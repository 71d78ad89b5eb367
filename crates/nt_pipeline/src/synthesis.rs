use std::sync::Arc;

use chrono::Utc;
use nt_core::text::truncate_chars;
use nt_core::{
    ContentStore, ProcessedArticle, RawArticle, Result, SourceAttribution, SynthesisMetadata, Urgency,
};
use nt_inference::prompts::SynthesisSource;
use nt_inference::responses::CategoryAssessment;
use nt_inference::Classifier;
use uuid::Uuid;

use crate::clusters::ClusterManager;
use crate::config::SourceDirectory;

/// What a synthesis attempt left behind.
#[derive(Debug)]
pub enum Synthesis {
    /// Too few members, or the model produced nothing usable. The cluster
    /// stays open for the next attach.
    NotProduced,
    Created(ProcessedArticle),
    /// Another run already stored the synthesis of this cluster.
    Existing(Uuid),
}

pub struct Synthesizer {
    store: Arc<dyn ContentStore>,
    clusters: Arc<ClusterManager>,
    classifier: Classifier,
    sources: Arc<SourceDirectory>,
    threshold: usize,
    content_chars: usize,
}

impl Synthesizer {
    pub fn new(
        store: Arc<dyn ContentStore>,
        clusters: Arc<ClusterManager>,
        classifier: Classifier,
        sources: Arc<SourceDirectory>,
    ) -> Self {
        Self {
            store,
            clusters,
            classifier,
            sources,
            threshold: 3,
            content_chars: 1000,
        }
    }

    pub fn with_threshold(mut self, threshold: usize) -> Self {
        self.threshold = threshold;
        self
    }

    pub fn with_content_chars(mut self, content_chars: usize) -> Self {
        self.content_chars = content_chars;
        self
    }

    pub fn threshold(&self) -> usize {
        self.threshold
    }

    /// Members ordered most reliable first. Ties keep the earliest report
    /// first.
    pub fn rank(&self, mut members: Vec<RawArticle>) -> Vec<RawArticle> {
        members.sort_by(|a, b| {
            self.sources
                .reliability(&b.source_id)
                .cmp(&self.sources.reliability(&a.source_id))
                .then(a.published_at.cmp(&b.published_at))
        });
        members
    }

    /// Produces and stores the synthesized article for a cluster.
    ///
    /// The article id is derived from the cluster id, so concurrent runs on
    /// one cluster store a single article; the losers get
    /// [`Synthesis::Existing`]. Store errors are returned.
    pub async fn synthesize(&self, cluster_id: Uuid, category: &CategoryAssessment) -> Result<Synthesis> {
        let members = self.clusters.members_of(cluster_id).await?;
        if members.len() < self.threshold {
            tracing::debug!(
                cluster_id = %cluster_id,
                members = members.len(),
                threshold = self.threshold,
                "Cluster below synthesis threshold"
            );
            return Ok(Synthesis::NotProduced);
        }

        let article_id = ProcessedArticle::id_for_cluster(cluster_id);
        if self.store.get_processed(article_id).await?.is_some() {
            // stored by an earlier run that may not have linked it yet
            self.store.set_cluster_synthesis(cluster_id, article_id).await?;
            return Ok(Synthesis::Existing(article_id));
        }

        let members = self.rank(members);
        let bundle: Vec<SynthesisSource> = members
            .iter()
            .map(|m| SynthesisSource {
                source: m.source_name.clone(),
                reliability: self.sources.reliability(&m.source_id),
                title: m.title.clone(),
                content: truncate_chars(&m.content, self.content_chars),
                published_at: m.published_at,
            })
            .collect();

        let draft = match self.classifier.synthesize(&bundle).await {
            Ok(draft) => draft,
            Err(e) => {
                tracing::warn!(cluster_id = %cluster_id, error = %e, "Synthesis unavailable, cluster left for a later attach");
                return Ok(Synthesis::NotProduced);
            }
        };

        let entities = match self.classifier.extract_entities(&draft.long).await {
            Ok(entities) => entities,
            Err(e) => {
                tracing::warn!(cluster_id = %cluster_id, error = %e, "Entity extraction unavailable for synthesis");
                Default::default()
            }
        };

        let published_at = members
            .iter()
            .map(|m| m.published_at)
            .min()
            .unwrap_or_else(Utc::now);
        let image_url = members.iter().find_map(|m| m.image_url.clone());
        let sources = members
            .iter()
            .map(|m| SourceAttribution {
                raw_article_id: m.id,
                source_id: m.source_id.clone(),
                name: m.source_name.clone(),
                url: m.url.clone(),
                reliability: self.sources.reliability(&m.source_id),
            })
            .collect();

        let article = ProcessedArticle {
            id: article_id,
            title: draft.title,
            summary_short: draft.short,
            summary_medium: draft.medium,
            summary_long: draft.long,
            categories: category.categories(),
            category_confidence: category.confidence,
            entities,
            key_quotes: Vec::new(),
            tags: Vec::new(),
            source_article_ids: members.iter().map(|m| m.id).collect(),
            sources,
            image_url,
            published_at,
            processed_at: Utc::now(),
            is_trending: false,
            is_breaking_news: false,
            breaking_news_level: Urgency::Normal,
            notification: None,
            synthesis: Some(SynthesisMetadata {
                cluster_id,
                article_count: members.len(),
                factual_consensus: draft.factual_consensus,
                contradictions: draft.contradictions,
                source_analysis: draft.source_analysis,
                confidence: draft.confidence,
            }),
        };

        let created = self.store.insert_processed(&article).await?;
        self.store.set_cluster_synthesis(cluster_id, article.id).await?;
        if !created {
            tracing::debug!(cluster_id = %cluster_id, article_id = %article.id, "Cluster synthesized by a concurrent run");
            return Ok(Synthesis::Existing(article.id));
        }
        tracing::info!(
            cluster_id = %cluster_id,
            article_id = %article.id,
            sources = members.len(),
            "🧬 Cluster synthesized"
        );
        Ok(Synthesis::Created(article))
    }
}

#[cfg(test)]
mod tests {
    use super::*;
    use chrono::Duration;
    use nt_core::{Category, RawItem, Reliability, SourceConfig, Task};
    use nt_inference::models::DummyModel;
    use nt_storage::InMemoryStorage;

    const SYNTHESIS: &str = r#"{
        "title": "Budget 2026 : le Parlement adopte la loi de finances",
        "shortVersion": "court",
        "mediumVersion": "moyen",
        "longVersion": "long",
        "sourceAnalysis": [{"source": "L'Union", "reliability": "high", "keyFacts": ["adopté"]}],
        "factualConsensus": 0.85,
        "contradictions": [],
        "confidence": 0.8
    }"#;

    fn directory() -> Arc<SourceDirectory> {
        Arc::new(SourceDirectory::new(vec![
            SourceConfig {
                id: "union".to_string(),
                name: "L'Union".to_string(),
                url: None,
                reliability: Reliability::High,
            },
            SourceConfig {
                id: "gabonactu".to_string(),
                name: "Gabonactu".to_string(),
                url: None,
                reliability: Reliability::Medium,
            },
        ]))
    }

    fn raw(source_id: &str, hours_ago: i64, image: Option<&str>) -> RawArticle {
        let source = directory().resolve(source_id);
        let item = RawItem {
            title: format!("Budget 2026 selon {}", source.name),
            content: "x".repeat(2000),
            url: format!("https://{}.example/{}", source_id, Uuid::new_v4()),
            published_at: Utc::now() - Duration::hours(hours_ago),
            image_url: image.map(str::to_string),
            author: None,
        };
        let url = item.url.clone();
        RawArticle::from_item(&source, item, url, 200)
    }

    async fn cluster_of(store: &InMemoryStorage, members: &[RawArticle]) -> Uuid {
        for member in members {
            store.insert_raw(member).await.unwrap();
        }
        let ids: Vec<Uuid> = members[1..].iter().map(|m| m.id).collect();
        let manager = ClusterManager::new(Arc::new(store.clone()));
        manager
            .attach_or_create(members[0].id, &ids, Category::Economy)
            .await
            .unwrap()
            .cluster_id
    }

    fn synthesizer(store: &InMemoryStorage, model: Arc<DummyModel>) -> Synthesizer {
        let store: Arc<dyn ContentStore> = Arc::new(store.clone());
        let clusters = Arc::new(ClusterManager::new(store.clone()));
        Synthesizer::new(store, clusters, Classifier::new(model), directory())
    }

    fn category() -> CategoryAssessment {
        CategoryAssessment {
            main: Category::Economy,
            secondary: vec![Category::Politics],
            confidence: 0.9,
            reasoning: None,
        }
    }

    #[tokio::test]
    async fn test_synthesis_ranks_sources_and_persists() {
        let store = InMemoryStorage::new();
        let blog = raw("blog", 1, Some("https://blog.example/img.jpg"));
        let union = raw("union", 3, None);
        let actu = raw("gabonactu", 5, Some("https://gabonactu.example/img.jpg"));
        let cluster_id = cluster_of(&store, &[blog.clone(), union.clone(), actu.clone()]).await;

        let model = Arc::new(DummyModel::new().with_response(Task::Synthesize, SYNTHESIS));
        let Synthesis::Created(article) = synthesizer(&store, model.clone())
            .synthesize(cluster_id, &category())
            .await
            .unwrap()
        else {
            panic!("expected a new synthesis");
        };
        assert_eq!(article.id, ProcessedArticle::id_for_cluster(cluster_id));

        assert_eq!(article.source_article_ids, vec![union.id, actu.id, blog.id]);
        assert_eq!(article.published_at, actu.published_at);
        assert_eq!(article.image_url.as_deref(), Some("https://gabonactu.example/img.jpg"));
        assert_eq!(article.categories, vec![Category::Economy, Category::Politics]);
        assert!(!article.is_breaking_news);
        let metadata = article.synthesis.as_ref().unwrap();
        assert_eq!(metadata.article_count, 3);
        assert_eq!(metadata.factual_consensus, 0.85);

        let prompt = &model.prompts(Task::Synthesize)[0];
        assert!(prompt.find("L'Union").unwrap() < prompt.find("Gabonactu").unwrap());
        assert!(!prompt.contains(&"x".repeat(1001)));

        let cluster = store.get_cluster(cluster_id).await.unwrap().unwrap();
        assert_eq!(cluster.synthesized_article_id, Some(article.id));
        assert!(store.get_processed(article.id).await.unwrap().is_some());
    }

    #[tokio::test]
    async fn test_small_cluster_is_not_synthesized() {
        let store = InMemoryStorage::new();
        let cluster_id = cluster_of(&store, &[raw("union", 1, None), raw("blog", 2, None)]).await;
        let model = Arc::new(DummyModel::new().with_response(Task::Synthesize, SYNTHESIS));

        let result = synthesizer(&store, model.clone()).synthesize(cluster_id, &category()).await.unwrap();
        assert!(matches!(result, Synthesis::NotProduced));
        assert_eq!(model.call_count(Task::Synthesize), 0);
    }

    #[tokio::test]
    async fn test_failed_synthesis_leaves_cluster_open() {
        let store = InMemoryStorage::new();
        let members = [raw("union", 1, None), raw("blog", 2, None), raw("gabonactu", 3, None)];
        let cluster_id = cluster_of(&store, &members).await;
        let model = Arc::new(DummyModel::new().with_response(Task::Synthesize, "{\"title\": \"incomplet\"}"));

        let result = synthesizer(&store, model).synthesize(cluster_id, &category()).await.unwrap();
        assert!(matches!(result, Synthesis::NotProduced));
        let cluster = store.get_cluster(cluster_id).await.unwrap().unwrap();
        assert!(cluster.synthesized_article_id.is_none());
        assert!(store.list_processed(10).await.unwrap().is_empty());
    }

    #[tokio::test]
    async fn test_concurrent_synthesis_stores_one_article() {
        let store = InMemoryStorage::new();
        let members = [raw("union", 1, None), raw("blog", 2, None), raw("gabonactu", 3, None)];
        let cluster_id = cluster_of(&store, &members).await;
        let model = Arc::new(
            DummyModel::new()
                .with_response(Task::Synthesize, SYNTHESIS)
                .with_delay(std::time::Duration::from_millis(30)),
        );
        let first = synthesizer(&store, model.clone());
        let second = synthesizer(&store, model.clone());

        let (category_a, category_b) = (category(), category());
        let (a, b) = tokio::join!(
            first.synthesize(cluster_id, &category_a),
            second.synthesize(cluster_id, &category_b)
        );
        let results = [a.unwrap(), b.unwrap()];

        let created: Vec<Uuid> = results
            .iter()
            .filter_map(|r| match r {
                Synthesis::Created(article) => Some(article.id),
                _ => None,
            })
            .collect();
        assert_eq!(created.len(), 1);
        assert!(results
            .iter()
            .any(|r| matches!(r, Synthesis::Existing(id) if *id == created[0])));
        assert_eq!(store.list_processed(10).await.unwrap().len(), 1);
        let cluster = store.get_cluster(cluster_id).await.unwrap().unwrap();
        assert_eq!(cluster.synthesized_article_id, Some(created[0]));

        // a later attach finds the stored article without asking the model again
        let calls = model.call_count(Task::Synthesize);
        let again = first.synthesize(cluster_id, &category()).await.unwrap();
        assert!(matches!(again, Synthesis::Existing(id) if id == created[0]));
        assert_eq!(model.call_count(Task::Synthesize), calls);
    }

    #[tokio::test]
    async fn test_unlinked_synthesis_is_relinked() {
        let store = InMemoryStorage::new();
        let members = [raw("union", 1, None), raw("blog", 2, None), raw("gabonactu", 3, None)];
        let cluster_id = cluster_of(&store, &members).await;
        let model = Arc::new(DummyModel::new().with_response(Task::Synthesize, SYNTHESIS));
        let Synthesis::Created(article) = synthesizer(&store, model.clone())
            .synthesize(cluster_id, &category())
            .await
            .unwrap()
        else {
            panic!("expected a new synthesis");
        };

        // simulate a crash between the article write and the cluster link
        let fresh = InMemoryStorage::new();
        let cluster_id = cluster_of(&fresh, &members).await;
        let mut orphan = article.clone();
        orphan.id = ProcessedArticle::id_for_cluster(cluster_id);
        fresh.insert_processed(&orphan).await.unwrap();

        let result = synthesizer(&fresh, model.clone()).synthesize(cluster_id, &category()).await.unwrap();
        assert!(matches!(result, Synthesis::Existing(id) if id == orphan.id));
        let cluster = fresh.get_cluster(cluster_id).await.unwrap().unwrap();
        assert_eq!(cluster.synthesized_article_id, Some(orphan.id));
        assert_eq!(model.call_count(Task::Synthesize), 1);
    }
}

= = = = = = =

*Task brief*
Bring together all lines in the records where the word "ProcessedArticle" is found.

*Solution to this problem*
    ContentStore, ProcessedArticle, RawArticle, Result, SourceAttribution, SynthesisMetadata, Urgency,
    Created(ProcessedArticle),
        let article_id = ProcessedArticle::id_for_cluster(cluster_id);
        let article = ProcessedArticle {
        assert_eq!(article.id, ProcessedArticle::id_for_cluster(cluster_id));
        orphan.id = ProcessedArticle::id_for_cluster(cluster_id);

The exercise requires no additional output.